Data excerpts:
^^^^
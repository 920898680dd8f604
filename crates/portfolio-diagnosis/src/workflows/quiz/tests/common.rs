use std::sync::{Arc, Mutex};

use async_trait::async_trait;
use axum::response::Response;
use chrono::{DateTime, TimeZone, Utc};
use serde_json::Value;

use crate::workflows::quiz::domain::{AssetClass, PortfolioAllocation, UserContact};
use crate::workflows::quiz::notification::{
    EmailRequest, MailError, MailTransport, NotificationService, NotificationSettings,
    OutgoingMail, TransportDiagnostics,
};
use crate::workflows::quiz::{diagnose, quiz_router, QuizService};

pub(super) fn contact() -> UserContact {
    UserContact {
        name: "山田太郎".to_string(),
        phone: "090-1234-5678".to_string(),
        email: "taro@example.com".to_string(),
    }
}

/// 600,000 yen in stocks and 400,000 yen in cash.
pub(super) fn sample_amounts() -> PortfolioAllocation {
    PortfolioAllocation::default()
        .with(AssetClass::Stocks, 600_000.0)
        .with(AssetClass::Cash, 400_000.0)
}

pub(super) fn percentages(entries: &[(AssetClass, f64)]) -> PortfolioAllocation {
    entries
        .iter()
        .fold(PortfolioAllocation::default(), |allocation, (asset, value)| {
            allocation.with(*asset, *value)
        })
}

pub(super) fn email_request() -> EmailRequest {
    let amounts = sample_amounts();
    let result = diagnose(&amounts.to_percentages());
    EmailRequest::from_diagnosis(contact(), amounts, &result)
}

pub(super) fn submitted_at() -> DateTime<Utc> {
    Utc.with_ymd_and_hms(2025, 12, 31, 16, 5, 9)
        .single()
        .expect("valid instant")
}

pub(super) fn diagnostics() -> TransportDiagnostics {
    TransportDiagnostics {
        smtp_host: "smtp.test.local".to_string(),
        smtp_port: 587,
        smtp_user_configured: false,
    }
}

pub(super) fn notification_service<M>(
    transport: Arc<M>,
    settings: NotificationSettings,
) -> NotificationService<M>
where
    M: MailTransport + 'static,
{
    NotificationService::with_settings(transport, settings, diagnostics())
}

pub(super) fn build_service<M>(transport: Arc<M>) -> QuizService<M>
where
    M: MailTransport + 'static,
{
    QuizService::new(notification_service(
        transport,
        NotificationSettings::default(),
    ))
}

pub(super) fn router_with_transport<M>(transport: Arc<M>) -> axum::Router
where
    M: MailTransport + 'static,
{
    quiz_router(Arc::new(build_service(transport)))
}

#[derive(Default, Clone)]
pub(super) struct RecordingTransport {
    sent: Arc<Mutex<Vec<OutgoingMail>>>,
}

impl RecordingTransport {
    pub(super) fn sent(&self) -> Vec<OutgoingMail> {
        self.sent.lock().expect("transport mutex poisoned").clone()
    }
}

#[async_trait]
impl MailTransport for RecordingTransport {
    async fn send(&self, mail: OutgoingMail) -> Result<(), MailError> {
        self.sent
            .lock()
            .expect("transport mutex poisoned")
            .push(mail);
        Ok(())
    }
}

/// Rejects every message and counts how often it was asked to send.
#[derive(Default)]
pub(super) struct FailingTransport {
    attempts: Mutex<usize>,
}

impl FailingTransport {
    pub(super) fn attempts(&self) -> usize {
        *self.attempts.lock().expect("transport mutex poisoned")
    }
}

#[async_trait]
impl MailTransport for FailingTransport {
    async fn send(&self, _mail: OutgoingMail) -> Result<(), MailError> {
        *self.attempts.lock().expect("transport mutex poisoned") += 1;
        Err(MailError::Transport("connection refused".to_string()))
    }
}

/// Accepts the user report and rejects the admin notification.
#[derive(Default)]
pub(super) struct AdminFailingTransport {
    accepted: Mutex<Vec<OutgoingMail>>,
    attempts: Mutex<usize>,
}

impl AdminFailingTransport {
    pub(super) fn accepted(&self) -> Vec<OutgoingMail> {
        self.accepted.lock().expect("transport mutex poisoned").clone()
    }

    pub(super) fn attempts(&self) -> usize {
        *self.attempts.lock().expect("transport mutex poisoned")
    }
}

#[async_trait]
impl MailTransport for AdminFailingTransport {
    async fn send(&self, mail: OutgoingMail) -> Result<(), MailError> {
        let attempt = {
            let mut attempts = self.attempts.lock().expect("transport mutex poisoned");
            *attempts += 1;
            *attempts
        };
        if attempt > 1 {
            return Err(MailError::Transport("admin relay unavailable".to_string()));
        }
        self.accepted
            .lock()
            .expect("transport mutex poisoned")
            .push(mail);
        Ok(())
    }
}

pub(super) async fn read_json_body(response: Response) -> Value {
    let body = axum::body::to_bytes(response.into_body(), 64 * 1024)
        .await
        .expect("read body");
    serde_json::from_slice(&body).expect("json payload")
}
^^^^
What the task asks: Go through the data, and copy each line in which the word "response" appears.

Exercise result:
use axum::response::Response;
pub(super) async fn read_json_body(response: Response) -> Value {
    let body = axum::body::to_bytes(response.into_body(), 64 * 1024)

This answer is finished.